На пороге застыл. Пристально вгляделся в начальника докторантуры.

- Но это точно?

- В ком сомневаешься, мальчишка? - громыхнул Ник Ник, плохо скрывая удовольствие. - Заворуев пообещал, Заворуев сделал. Двигай, полковник. А я пока приказ этот разрою. Такая гулька в тот день была!

- Спасибо, Николай Николаевич! - с чувством выдавил я и помчался на свой пятый этаж.

Когда я ворвался к методистке, хлопотливая, обаятельнейшая Арлетта, сидя за машинкой, разбирала каракули начальника кафедры.

- Арлетта, дорогая, откладывайте эту фигню.
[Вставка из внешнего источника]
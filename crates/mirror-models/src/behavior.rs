//! Behavior model: how the user relates to an entity.

use chrono::{DateTime, Utc};
use serde::{Deserialize, Serialize};

use crate::{new_id, now};

/// Predicate describing the user's stance toward an entity.
#[derive(Debug, Clone, PartialEq, Eq, Hash, Serialize, Deserialize)]
#[serde(from = "String", into = "String")]
pub enum BehaviorPredicate {
    TrustsOpinionOf,
    SeeksAdviceFrom,
    ReliesOn,
    SupportedBy,
    InspiredBy,
    AvoidsDiscussing,
    ConflictsWith,
    Other(String),
}

impl BehaviorPredicate {
    pub fn as_str(&self) -> &str {
        match self {
            BehaviorPredicate::TrustsOpinionOf => "trusts_opinion_of",
            BehaviorPredicate::SeeksAdviceFrom => "seeks_advice_from",
            BehaviorPredicate::ReliesOn => "relies_on",
            BehaviorPredicate::SupportedBy => "supported_by",
            BehaviorPredicate::InspiredBy => "inspired_by",
            BehaviorPredicate::AvoidsDiscussing => "avoids_discussing",
            BehaviorPredicate::ConflictsWith => "conflicts_with",
            BehaviorPredicate::Other(s) => s,
        }
    }

    pub fn parse(s: &str) -> Self {
        let key = s.trim().to_lowercase().replace([' ', '-'], "_");
        match key.as_str() {
            "trusts_opinion_of" => BehaviorPredicate::TrustsOpinionOf,
            "seeks_advice_from" => BehaviorPredicate::SeeksAdviceFrom,
            "relies_on" => BehaviorPredicate::ReliesOn,
            "supported_by" => BehaviorPredicate::SupportedBy,
            "inspired_by" => BehaviorPredicate::InspiredBy,
            "avoids_discussing" => BehaviorPredicate::AvoidsDiscussing,
            "conflicts_with" => BehaviorPredicate::ConflictsWith,
            _ => BehaviorPredicate::Other(key),
        }
    }

    /// Human-readable phrase for prompt rendering.
    pub fn phrase(&self) -> String {
        self.as_str().replace('_', " ")
    }
}

impl From<String> for BehaviorPredicate {
    fn from(s: String) -> Self {
        BehaviorPredicate::parse(&s)
    }
}

impl From<BehaviorPredicate> for String {
    fn from(p: BehaviorPredicate) -> Self {
        p.as_str().to_string()
    }
}

impl std::fmt::Display for BehaviorPredicate {
    fn fmt(&self, f: &mut std::fmt::Formatter<'_>) -> std::fmt::Result {
        write!(f, "{}", self.as_str())
    }
}

#[derive(Debug, Clone, Copy, PartialEq, Eq, Hash, Serialize, Deserialize)]
#[serde(rename_all = "snake_case")]
pub enum BehaviorStatus {
    Active,
    Inactive,
}

impl BehaviorStatus {
    pub fn as_str(&self) -> &'static str {
        match self {
            BehaviorStatus::Active => "active",
            BehaviorStatus::Inactive => "inactive",
        }
    }

    pub fn from_str(s: &str) -> Option<Self> {
        match s {
            "active" => Some(BehaviorStatus::Active),
            "inactive" => Some(BehaviorStatus::Inactive),
            _ => None,
        }
    }
}

/// An observed behavior of the user toward an entity.
#[derive(Debug, Clone, PartialEq, Serialize, Deserialize)]
pub struct Behavior {
    pub id: String,
    pub user_id: String,
    pub predicate: BehaviorPredicate,
    pub entity_id: String,
    /// Display name of the entity at detection time
    pub entity_name: String,
    pub topic: Option<String>,
    pub sentiment: f64,
    pub evidence: Option<String>,
    pub confidence: f64,
    pub reinforcement_count: i32,
    pub status: BehaviorStatus,
    pub source_note_id: Option<String>,
    pub first_detected_at: DateTime<Utc>,
    pub last_reinforced_at: DateTime<Utc>,
}

impl Behavior {
    pub fn new(
        user_id: impl Into<String>,
        predicate: BehaviorPredicate,
        entity_id: impl Into<String>,
        entity_name: impl Into<String>,
        confidence: f64,
    ) -> Self {
        let ts = now();
        Self {
            id: new_id(),
            user_id: user_id.into(),
            predicate,
            entity_id: entity_id.into(),
            entity_name: entity_name.into(),
            topic: None,
            sentiment: 0.0,
            evidence: None,
            confidence: confidence.clamp(0.0, 1.0),
            reinforcement_count: 1,
            status: BehaviorStatus::Active,
            source_note_id: None,
            first_detected_at: ts,
            last_reinforced_at: ts,
        }
    }

    /// Dedup key: one behavior per (predicate, entity).
    pub fn key(&self) -> (BehaviorPredicate, String) {
        (self.predicate.clone(), self.entity_id.clone())
    }

    /// Apply a repeated detection.
    ///
    /// Confidence becomes the max of old and new.
    pub fn reinforce(&mut self, confidence: f64, evidence: Option<String>, at: DateTime<Utc>) {
        self.reinforcement_count += 1;
        self.confidence = self.confidence.max(confidence.clamp(0.0, 1.0));
        if evidence.is_some() {
            self.evidence = evidence;
        }
        self.status = BehaviorStatus::Active;
        if at > self.last_reinforced_at {
            self.last_reinforced_at = at;
        }
    }

    pub fn label(&self) -> String {
        format!("{} {}", self.predicate.phrase(), self.entity_name)
    }
}

#[cfg(test)]
mod tests {
    use super::*;

    #[test]
    fn test_reinforce_takes_max_confidence() {
        let mut b = Behavior::new("u1", BehaviorPredicate::TrustsOpinionOf, "e1", "Marcus", 0.8);
        let at = now();
        b.reinforce(0.6, None, at);
        assert_eq!(b.reinforcement_count, 2);
        assert_eq!(b.confidence, 0.8);

        b.reinforce(0.9, Some("asked Marcus again".into()), at);
        assert_eq!(b.reinforcement_count, 3);
        assert_eq!(b.confidence, 0.9);
        assert_eq!(b.evidence.as_deref(), Some("asked Marcus again"));
    }

    #[test]
    fn test_label() {
        let b = Behavior::new("u1", BehaviorPredicate::SeeksAdviceFrom, "e1", "Sarah", 0.7);
        assert_eq!(b.label(), "seeks advice from Sarah");
    }
}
Надо перепечатать мой отчет, - нахально потребовал я. - Ошибку мы с вами в конце допустили.

Я сделал вкусную паузу.

- Оказывается, мне полковника пару дней назад присвоили. Так что вы уж перебейте, а я пока в магазин сгоняю - поляну накрывать будем!

Новости разлетаются моментально. Меня охлопывали, поздравляли. Старшие, скрывая недоумение, молодые - зависть. Непритворно расстроенным выглядел лишь доцент Доренок, третий год безуспешно хлопотавший о полковничьем звании.
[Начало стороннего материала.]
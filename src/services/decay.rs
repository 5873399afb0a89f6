//! Importance decay and staleness.
//!
//! Each non-critical tier loses a fixed fraction of its importance score
//! per elapsed week once its grace period is over. Records accessed in the
//! last seven days are shielded from decay entirely.
//!
//! Decay is charged in whole weeks from the later of grace end, last
//! access and the previous charge, so the result depends on elapsed time
//! only, never on how often a sweep runs.

use chrono::{DateTime, Duration, Utc};

use crate::models::{Entity, ImportanceTier};

/// Records accessed within this many days never decay.
pub const ACCESS_SHIELD_DAYS: i64 = 7;

/// Lowest score decay will produce.
pub const MIN_IMPORTANCE: f64 = 0.0;

/// Why a record did or did not decay on this step.
#[derive(Debug, Clone, Copy, PartialEq)]
pub enum DecayOutcome {
    /// `weeks` whole weeks charged, moving the score from `from` to `to`.
    /// The next charge counts from `through`.
    Decayed {
        from: f64,
        to: f64,
        weeks: u32,
        through: DateTime<Utc>,
    },
    /// Critical tier, never decays.
    Exempt,
    /// Still inside the tier grace period.
    InGracePeriod,
    /// Accessed within [`ACCESS_SHIELD_DAYS`].
    RecentlyAccessed,
    /// Less than a week since the last charge.
    NotDue,
}

impl DecayOutcome {
    pub fn changed(&self) -> bool {
        matches!(self, DecayOutcome::Decayed { .. })
    }
}

/// Score after `weeks` weekly decay steps for `tier`.
pub fn decayed_importance(tier: ImportanceTier, score: f64, weeks: u32) -> f64 {
    match tier.weekly_decay_factor() {
        Some(factor) => (score * factor.powi(weeks as i32)).max(MIN_IMPORTANCE),
        None => score,
    }
}

fn recently_accessed(entity: &Entity, now: DateTime<Utc>) -> bool {
    entity
        .last_accessed_at
        .map(|at| now.signed_duration_since(at) < Duration::days(ACCESS_SHIELD_DAYS))
        .unwrap_or(false)
}

/// Decide how much decay `entity` owes at `now`.
///
/// The grace period runs from the last content update.
pub fn decay_step(entity: &Entity, now: DateTime<Utc>) -> DecayOutcome {
    if entity.importance.weekly_decay_factor().is_none() {
        return DecayOutcome::Exempt;
    }
    if recently_accessed(entity, now) {
        return DecayOutcome::RecentlyAccessed;
    }
    let grace_end = entity.updated_at + Duration::days(entity.importance.grace_period_days());
    if now <= grace_end {
        return DecayOutcome::InGracePeriod;
    }

    let anchor = [Some(grace_end), entity.last_decayed_at, entity.last_accessed_at]
        .into_iter()
        .flatten()
        .max()
        .unwrap_or(grace_end);
    let weeks = now.signed_duration_since(anchor).num_weeks();
    if weeks <= 0 {
        return DecayOutcome::NotDue;
    }
    let weeks = u32::try_from(weeks).unwrap_or(u32::MAX);

    let from = entity.importance_score;
    DecayOutcome::Decayed {
        from,
        to: decayed_importance(entity.importance, from, weeks),
        weeks,
        through: anchor + Duration::weeks(i64::from(weeks)),
    }
}

/// Charge the owed decay in place. Returns whether the record changed.
pub fn apply_decay(entity: &mut Entity, now: DateTime<Utc>) -> bool {
    match decay_step(entity, now) {
        DecayOutcome::Decayed { to, through, .. } => {
            entity.importance_score = to;
            entity.last_decayed_at = Some(through);
            true
        }
        _ => false,
    }
}

/// Whether a record has gone untouched longer than its memory type allows.
pub fn is_stale(entity: &Entity, now: DateTime<Utc>) -> bool {
    let last_touch = match entity.last_accessed_at {
        Some(accessed) if accessed > entity.updated_at => accessed,
        _ => entity.updated_at,
    };
    now.signed_duration_since(last_touch) > Duration::days(entity.memory_type.stale_after_days())
}

/// Whether cleanup should archive the record.
pub fn should_archive(entity: &Entity, importance_floor: f64, now: DateTime<Utc>) -> bool {
    entity.importance_score < importance_floor && is_stale(entity, now)
}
Минут через сорок я влетел к Заворуеву, разрумянившийся, словно именинный пирог, с перепечатанным текстом в левой руке и увесистым пакетом - в правой.

- Товарищ полковник, полковник милиции Данилюк прибыл для начала торжеств!.. - бодренько принялся рапортовать я и - осекся. Уж больно тих и непривычно скорбен сделался Ник Ник.

Предчувствия, увы, не обманули.

- Какой ты на хрен полковник, - пробурчал Заворуев, отводя глаза. - Нашел я, понимаешь, приказ.

- Ну, и?..

- Что ну? Нукает он. Я ж помнил, как подписывал! Полагал, что на тебя. А оказывается, это Доренок по пьянке на себя подсунул. Дым тогда коромыслом стоял, вот и смешалось у меня. Ты-то носу не кажешь, а другие куда прытче. И как сразу не разглядел? - Заворуев сокрушенно мотнул буйной головой.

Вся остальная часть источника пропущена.